(A) Diagram of the assembly of two double-stranded DNA fragments (red and blue) using a Scaffold Oligonucleotide Connector (SOC). (B) DNA fragments are denatured at 95°C in a thermocycler instrument. (C) The reaction is cycled to 60°C, allowing a SOC homologous to the last 20 bp of the first DNA fragment and the first 20 bp of the second fragment to anneal, forming a transient partly double-stranded (ds) DNA structure. (D) A thermostable ligase (green) specific for nicks in dsDNA seamlessly ligates the two bottom strands. (E) Subsequent cycles of denaturation and annealing/ligation allow the thermostable ligase to ligate the top strands, using the ligated bottom strands as a template.

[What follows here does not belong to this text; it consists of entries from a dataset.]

use crate::config::{BoundaryLocation, ProblemConfig};
use crate::nlp::{InsulationProblem, NlpProblem, TranscribedSolution};
use crate::simulate::{verify, Verification};
use crate::sqp;
use anyhow::{Context, Result};
use nalgebra::DVector;
use serde::Serialize;
use tracing::{info, warn};

#[derive(Debug, Clone, Serialize)]
pub struct OptimizationReport {
    pub thickness: f64,
    pub final_temperature: f64,
    pub iterations: usize,
    /// ℓ1 violation of the constraint rows in problem units.
    pub violation: f64,
    pub penalty: f64,
    /// Thickness that lands exactly on the tightest final upper bound, from
    /// the closed-form trajectory. Absent when no such bound is reachable.
    pub closed_form_thickness: Option<f64>,
    pub solution: TranscribedSolution,
    pub verification: Verification,
}

/// Builds the transcribed problem, minimizes the thickness and re-integrates
/// the optimum.
///
/// A solver failure comes back as a [`crate::error::SolveError`] inside the
/// [`anyhow::Error`], so callers can tell an infeasible problem apart with
/// `err.downcast_ref::<SolveError>()`.
pub fn run_optimization(config: &ProblemConfig) -> Result<OptimizationReport> {
    config.validate()?;
    let mut problem = InsulationProblem::new(config)?;
    info!(
        segments = problem.transcription().num_segments(),
        order = problem.transcription().order(),
        variables = problem.num_variables(),
        constraints = problem.num_constraints(),
        "solving insulation problem"
    );

    let result = sqp::solve(&mut problem, &config.solver)?;
    let solution = problem
        .solution(&result.x)
        .context("Failed to evaluate the optimal trajectory")?;
    let violation = physical_violation(&mut problem, &result.x)?;

    let physics = problem.physics_at(&result.x);
    let verification = verify(
        &physics,
        &solution.timeseries.time,
        &solution.timeseries.temperature,
        &config.simulation,
    )
    .context("Failed to re-integrate the optimal trajectory")?;
    if !verification.passed {
        warn!(
            max_difference = verification.max_difference,
            tolerance = verification.tolerance,
            "transcribed trajectory disagrees with forward integration"
        );
    }

    let closed_form_thickness = config
        .boundary_constraints
        .iter()
        .filter(|bc| bc.location == BoundaryLocation::Final)
        .filter_map(|bc| bc.upper)
        .reduce(f64::min)
        .and_then(|upper| {
            physics.thickness_reaching(config.state.initial, upper, solution.t_duration)
        });

    info!(
        thickness = solution.thickness,
        final_temperature = solution.final_temperature(),
        iterations = result.iterations,
        "optimization finished"
    );

    Ok(OptimizationReport {
        thickness: solution.thickness,
        final_temperature: solution.final_temperature(),
        iterations: result.iterations,
        violation,
        penalty: result.penalty,
        closed_form_thickness,
        solution,
        verification,
    })
}

fn physical_violation(problem: &mut InsulationProblem, x: &DVector<f64>) -> Result<f64> {
    let mut c = DVector::zeros(problem.num_constraints());
    problem
        .constraints(x, &mut c)
        .context("Failed to evaluate constraints at the optimum")?;
    Ok(problem.constraint_bounds().violation(c.as_slice()))
}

Further cycles of ligation exponentially increase the amount of correct product as the products of early rounds served as an expanding pool of template for later cycles. (F) Successful assembly of three ∼0.6 kb DNA inserts (
Table 1
) using a cycled ligation assembly was confirmed by PCR amplification of a correctly sized 1.8 kb fragment (yellow bar). A range of concentrations of reaction components was tested in order to find optimal conditions. SOC concentration (ten-fold serial dilutions from 10 µM to 10 pM, lanes 1–7), inserts concentration (6 nM, 2 nM, 0.6 nM, 0.2 nM, 0.06 nM, lanes 9–13), and Taq Ligase concentration (240 U, 80 U, 24 U, lanes 15–17) were varied (+ denotes optimal concentrations of 10 nM SOCs, 2 nM inserts, and 80 U taq Ligase).